The Compensation Committee granted equity-based awards to our NEOs for 2015 as follows:
Under the 2011 Plan: 9,918 shares of restricted stock to Mr. Baldanza, 3,188 shares of restricted stock to each of Messrs. Bendoraitis, Canfield and Christie, and 1,417 shares of restricted stock to Mr. Schroeter.These awards will vest in annual 25% increments over four years.

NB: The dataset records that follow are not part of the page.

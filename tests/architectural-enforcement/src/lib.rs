//! Architectural Enforcement Integration Tests
//!
//! This package contains integration tests that enforce architectural principles:
//! - The core never sleeps or reads the wall clock; time is simulated
//! - The core never panics on `unwrap()`/`expect()` outside tests
//! - The core has no terminal dependencies
//!
//! The helpers here scan source text. Comments and the trailing
//! `#[cfg(test)]` module of each file are not production code.

use std::fs;
use std::path::{Path, PathBuf};

/// Workspace root, two levels above this crate
#[must_use]
pub fn workspace_root() -> PathBuf {
    Path::new(env!("CARGO_MANIFEST_DIR"))
        .join("../..")
        .to_path_buf()
}

/// All `.rs` files under `dir` (relative to the workspace root)
#[must_use]
pub fn rust_files(dir: &str) -> Vec<PathBuf> {
    let path = workspace_root().join(dir);
    walkdir::WalkDir::new(path)
        .into_iter()
        .filter_map(Result::ok)
        .filter(|e| e.path().extension().and_then(|s| s.to_str()) == Some("rs"))
        .map(|e| e.into_path())
        .collect()
}

/// `(line number, code)` for every production line of `content`
///
/// Line comments are stripped and scanning stops at the first top-level
/// `#[cfg(test)]`.
#[must_use]
pub fn production_lines(content: &str) -> Vec<(usize, String)> {
    let mut out = Vec::new();
    for (idx, line) in content.lines().enumerate() {
        if line.starts_with("#[cfg(test)]") {
            break;
        }
        let code = line.split("//").next().unwrap_or(line);
        if !code.trim().is_empty() {
            out.push((idx + 1, code.to_string()));
        }
    }
    out
}

/// Production lines in `dir` containing any of `patterns`
///
/// Each violation reads `path:line - code`.
#[must_use]
pub fn find_violations(dir: &str, patterns: &[&str]) -> Vec<String> {
    let mut violations = Vec::new();
    for path in rust_files(dir) {
        let Ok(content) = fs::read_to_string(&path) else {
            continue;
        };
        for (line_number, code) in production_lines(&content) {
            if patterns.iter().any(|p| code.contains(p)) {
                violations.push(format!(
                    "{}:{} - {}",
                    path.display(),
                    line_number,
                    code.trim()
                ));
            }
        }
    }
    violations
}

#[cfg(test)]
mod tests {
    use super::*;

    #[test]
    fn test_comments_and_tests_are_skipped() {
        let source = "fn a() {\n    // x.unwrap()\n    let y = 1; // y.unwrap()\n}\n#[cfg(test)]\nmod tests { fn t() { z.unwrap(); } }\n";
        let lines = production_lines(source);

        assert_eq!(lines.len(), 3);
        assert!(lines.iter().all(|(_, code)| !code.contains("unwrap")));
    }

    #[test]
    fn test_core_sources_are_found() {
        let files = rust_files("engine/core/src");
        assert!(files.iter().any(|p| p.ends_with("shell.rs")));
    }
}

Under the 2015 Plan (which grants are subject to our shareholders' approval of the 2015 Plan - See Proposal No. 4 for details): 9,918 performance share units to Mr. Baldanza, 3,188 performance share units to each of Messrs. Bendoraitis, Canfield and Christie, and 1,417 performance share units to Mr. Schroeter. The performance share units are settled in shares of common stock, in an amount from 0% to 200% of the number of units awarded, based on the Company’s total shareholder return compared to that of the Performance Share Peer Group over the three-year period commencing on January 1, 2015 and ending on December 31, 2017.
As described below, the Company maintains a clawback policy covering incentive compensation (cash and equity-based) paid to our executive officers to further align management with the interests of shareholders over the long-term.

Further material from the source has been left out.